The arbitration panel's ruling would present a more immediate problem for the Ecuadoreans -- if they considered the panel and its instructions legitimate. They do not, according to spokesperson Karen Hinton, who said in an email statement that the ruling "violates international law and will have little or no impact on any potential enforcement action against the oil giant in countries around the world."
Indeed, the Ecuadorean plaintiffs believe the Republic should -- nay, must -- disregard the arbitration panel's bar on certifying and enforcing their $18 billion judgment because compliance would violate Ecuador's constitution. There is a long history of sovereign nations refusing to comply with directives from international tribunals, the Ecuadoreans said. Argentina, for instance, has ignored at least seven judgments against it by international arbitrators, all in cases stemming from its financial crisis. Ecuador has also previously declined to follow arbitration panel orders in unrelated cases. Even the United States has refused to comply with directives by international tribunals. In 2005, for instance, the International Court of Justice ordered the United States to intervene in Texas's enforcement of the death penalty against a Mexican defendant who was allegedly not permitted access to consular officials, in violation of the Vienna Convention. The defendant was nevertheless executed.
Lori Wallach of Public Citizen's Global Trade Watch told me that Ecuador should not comply with the panel's most recent order. (Wallach went to law school with Steven Donziger, the architect of the Ecuadorean plaintiffs' case, but is not a paid consultant for the plaintiffs.) Wallach agreed that countries regularly ignore orders from private arbitrators, whom she derided as "three private lawyers in a hotel room." She said that the directive from the Chevron panel, however, is "the most outlandish one I've seen." It's unprecedented for a panel to order an injunction that calls for an executive to interfere with a domestic court system, she said. "It would be as if one of these panels ordered Obama to act contrary to the Supreme Court," said Wallach, who has been tracking international arbitration since 1994. "Ecuador shouldn't follow it." (Public Citizen put out a press release Friday asserting that the Chevron panel's "obscene" award "could lead to the implosion of the entire investor-state system, which international companies are increasingly using to try to evade justice worldwide.")
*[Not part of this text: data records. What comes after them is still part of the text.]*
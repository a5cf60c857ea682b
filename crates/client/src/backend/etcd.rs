//! etcd v3 access through its JSON gateway.
//!
//! Keys and values travel base64-encoded. When basic auth is configured the
//! session first exchanges it for a token at `/v3/auth/authenticate`; that
//! token is then sent in the `Authorization` header of every range request.

use base64::{Engine, engine::general_purpose};
use reqwest::header::AUTHORIZATION;
use secrecy::{ExposeSecret, SecretString};
use serde::{Deserialize, Serialize};
use tracing::debug;

use keyscope_config::{BasicAuth, RetrieveSettings};

use crate::backend::http::{ensure_success, http_client, normalize_endpoint};
use crate::error::{ClientError, Result};

#[derive(Serialize)]
struct AuthenticateRequest<'a> {
    name: &'a str,
    password: &'a str,
}

#[derive(Deserialize)]
struct AuthenticateResponse {
    #[serde(default)]
    token: Option<String>,
}

#[derive(Serialize)]
struct RangeRequest {
    key: String,
}

#[derive(Deserialize)]
struct RangeResponse {
    #[serde(default)]
    kvs: Vec<KeyValue>,
}

#[derive(Deserialize)]
struct KeyValue {
    /// Omitted by the gateway when the stored value is empty.
    #[serde(default)]
    value: Option<String>,
}

pub(crate) struct EtcdSession {
    http: reqwest::Client,
    base: String,
    token: Option<SecretString>,
}

impl EtcdSession {
    pub(crate) async fn connect(
        endpoint: &str,
        basic_auth: Option<&BasicAuth>,
        settings: &RetrieveSettings,
    ) -> Result<Self> {
        let base = normalize_endpoint(endpoint)?;
        let http = http_client(settings)?;

        let token = match basic_auth {
            Some(auth) => Some(authenticate(&http, &base, auth).await?),
            None => None,
        };

        Ok(Self { http, base, token })
    }

    pub(crate) async fn get(&self, key: &str) -> Result<Vec<u8>> {
        let url = format!("{}/v3/kv/range", self.base);
        let body = RangeRequest {
            key: general_purpose::STANDARD.encode(key),
        };

        let mut request = self.http.post(&url).json(&body);
        if let Some(token) = &self.token {
            request = request.header(AUTHORIZATION, token.expose_secret());
        }

        let response = ensure_success(request.send().await?)?;
        let range: RangeResponse = response
            .json()
            .await
            .map_err(|e| ClientError::InvalidResponse(format!("etcd range: {e}")))?;

        let Some(kv) = range.kvs.into_iter().next() else {
            return Err(ClientError::MissingKey(key.to_string()));
        };

        match kv.value {
            Some(encoded) => general_purpose::STANDARD
                .decode(encoded)
                .map_err(|e| ClientError::InvalidResponse(format!("etcd value is not base64: {e}"))),
            None => Ok(Vec::new()),
        }
    }
}

async fn authenticate(
    http: &reqwest::Client,
    base: &str,
    auth: &BasicAuth,
) -> Result<SecretString> {
    let url = format!("{base}/v3/auth/authenticate");
    debug!(url = %url, user = %auth.username, "Authenticating to etcd");

    let response = http
        .post(&url)
        .json(&AuthenticateRequest {
            name: &auth.username,
            password: auth.password(),
        })
        .send()
        .await?;

    let status = response.status();
    if !status.is_success() {
        return Err(ClientError::Authentication(format!(
            "etcd rejected credentials for '{}' ({status})",
            auth.username
        )));
    }

    let body: AuthenticateResponse = response
        .json()
        .await
        .map_err(|e| ClientError::InvalidResponse(format!("etcd authenticate: {e}")))?;

    body.token
        .filter(|token| !token.is_empty())
        .map(|token| SecretString::new(token.into()))
        .ok_or_else(|| ClientError::Authentication("etcd returned no token".to_string()))
}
Chevron counsel Randy Mastro of Gibson, Dunn & Crutcher said suggestions that the Republic should ignore the arbitrators' instruction are absurd. "Any country ignoring the ruling of an arbitration panel would be doing so at its peril," he said. Chevron's underlying claim in this arbitration, he pointed out, is for a judgment that under an old agreement with Chevron predecessor Texaco, the Republic of Ecuador is responsible for bearing all the costs associated with cleanup of the Lago Agrio region -- including Chevron's liability to the Ecuadorean plaintiffs. With that part of the arbitration pending, the Republic would be risking an adverse result if it flouted the panel's interim order.
"Typically, nations with treaty obligations honor those obligations or face the consequences," Mastro said.
I left a message for the Republic's lawyer in the arbitration, Eric Bloom of Winston & Strawn, but didn't hear back.